use crate::detection::{DetectionCandidate, ScoreBreakdown, ScoredDetection};

use nalgebra as na;
use serde_derive::{Deserialize, Serialize};

const NEUTRAL: f32 = 0.5;

#[derive(Serialize, Deserialize, Debug, Clone)]
#[serde(default)]
pub struct ScorerConfig {
    pub template_weight: f32,
    pub motion_weight: f32,
    pub brightness_weight: f32,
    pub prediction_weight: f32,
    pub size_weight: f32,
    pub min_confidence: f32,
    pub radius_smoothing: f32,
}

impl Default for ScorerConfig {
    fn default() -> Self {
        Self {
            template_weight: 0.25,
            motion_weight: 0.20,
            brightness_weight: 0.15,
            prediction_weight: 0.25,
            size_weight: 0.15,
            min_confidence: 0.4,
            radius_smoothing: 0.7,
        }
    }
}

pub fn brightness_score(brightness: f32) -> f32 {
    let b = brightness.max(0.0);

    let score = if b < 100.0 {
        0.3 * b / 100.0
    } else if b < 150.0 {
        0.3 + 0.2 * (b - 100.0) / 50.0
    } else if b < 200.0 {
        0.5 + 0.5 * (b - 150.0) / 50.0
    } else {
        1.0
    };

    score.clamp(0.0, 1.0)
}

pub fn prediction_score(distance: f32, uncertainty: f32) -> f32 {
    let u = if uncertainty > 0.0 { uncertainty } else { 1.0 };

    let score = if distance <= u {
        1.0 - 0.3 * (distance / u)
    } else {
        0.7 - (distance - u) / (2.0 * u)
    };

    score.clamp(0.0, 1.0)
}

pub fn size_score(radius: f32, expected: Option<f32>) -> f32 {
    let expected = match expected {
        Some(e) if e > 0.0 => e,
        _ => return NEUTRAL,
    };

    let rel = (1.0 - radius / expected).abs();

    let score = if rel <= 0.3 {
        1.0 - rel
    } else {
        0.7 - 2.0 * (rel - 0.3)
    };

    score.clamp(0.0, 1.0)
}

/// Agreement between the step `from -> to` and the current velocity,
/// `(cos + 1) / 2`. Neutral `1.0` while either vector is too short to
/// have a direction.
pub fn direction_score(velocity: na::Vector2<f32>, from: na::Point2<f32>, to: na::Point2<f32>) -> f32 {
    let step = to - from;
    let (vn, sn) = (velocity.norm(), step.norm());

    if vn < 1e-3 || sn < 1e-3 {
        return 1.0;
    }

    ((velocity.dot(&step) / (vn * sn) + 1.0) * 0.5).clamp(0.0, 1.0)
}

pub struct DetectionScorer {
    config: ScorerConfig,
    expected_radius: Option<f32>,
}

impl DetectionScorer {
    pub fn new(config: ScorerConfig) -> Self {
        Self {
            config,
            expected_radius: None,
        }
    }

    pub fn with_expected_radius(mut self, radius: f32) -> Self {
        self.expected_radius = Some(radius);
        self
    }

    #[inline]
    pub fn expected_radius(&self) -> Option<f32> {
        self.expected_radius
    }

    pub fn min_confidence(&self) -> f32 {
        self.config.min_confidence
    }

    pub fn score(
        &self,
        candidates: &[DetectionCandidate],
        predicted: Option<na::Point2<f32>>,
        uncertainty: f32,
        expected_radius: Option<f32>,
    ) -> Vec<ScoredDetection> {
        let expected_radius = expected_radius.or(self.expected_radius);
        let cfg = &self.config;

        let mut scored: Vec<ScoredDetection> = candidates
            .iter()
            .map(|c| {
                let prediction = match predicted {
                    Some(p) => prediction_score(na::distance(&p, &c.position()), uncertainty),
                    None => NEUTRAL,
                };

                let breakdown = ScoreBreakdown {
                    template: c.appearance_score.clamp(0.0, 1.0),
                    motion: c.motion_score.clamp(0.0, 1.0),
                    brightness: brightness_score(c.brightness),
                    prediction,
                    size: size_score(c.radius, expected_radius),
                };

                let confidence = cfg.template_weight * breakdown.template
                    + cfg.motion_weight * breakdown.motion
                    + cfg.brightness_weight * breakdown.brightness
                    + cfg.prediction_weight * breakdown.prediction
                    + cfg.size_weight * breakdown.size;

                ScoredDetection {
                    candidate: *c,
                    confidence: confidence.clamp(0.0, 1.0),
                    breakdown,
                    selected: false,
                }
            })
            .collect();

        scored.sort_by(|a, b| b.confidence.total_cmp(&a.confidence));
        scored
    }

    pub fn select_best(&self, scored: &[ScoredDetection]) -> Option<ScoredDetection> {
        let best = scored
            .iter()
            .max_by(|a, b| a.confidence.total_cmp(&b.confidence))?;

        if best.confidence >= self.config.min_confidence {
            let mut best = *best;
            best.selected = true;
            Some(best)
        } else {
            None
        }
    }

    pub fn update_tracking_state(&mut self, selected: &ScoredDetection) {
        let r = selected.radius();
        if !(r > 0.0) {
            return;
        }

        let keep = self.config.radius_smoothing;

        self.expected_radius = Some(match self.expected_radius {
            Some(prev) => keep * prev + (1.0 - keep) * r,
            None => r,
        });
    }
}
----
*Task prompt*
Select all lines in the listing that include the word "selected".

*Exercise answer*
                    selected: false,
            best.selected = true;
    pub fn update_tracking_state(&mut self, selected: &ScoredDetection) {
        let r = selected.radius();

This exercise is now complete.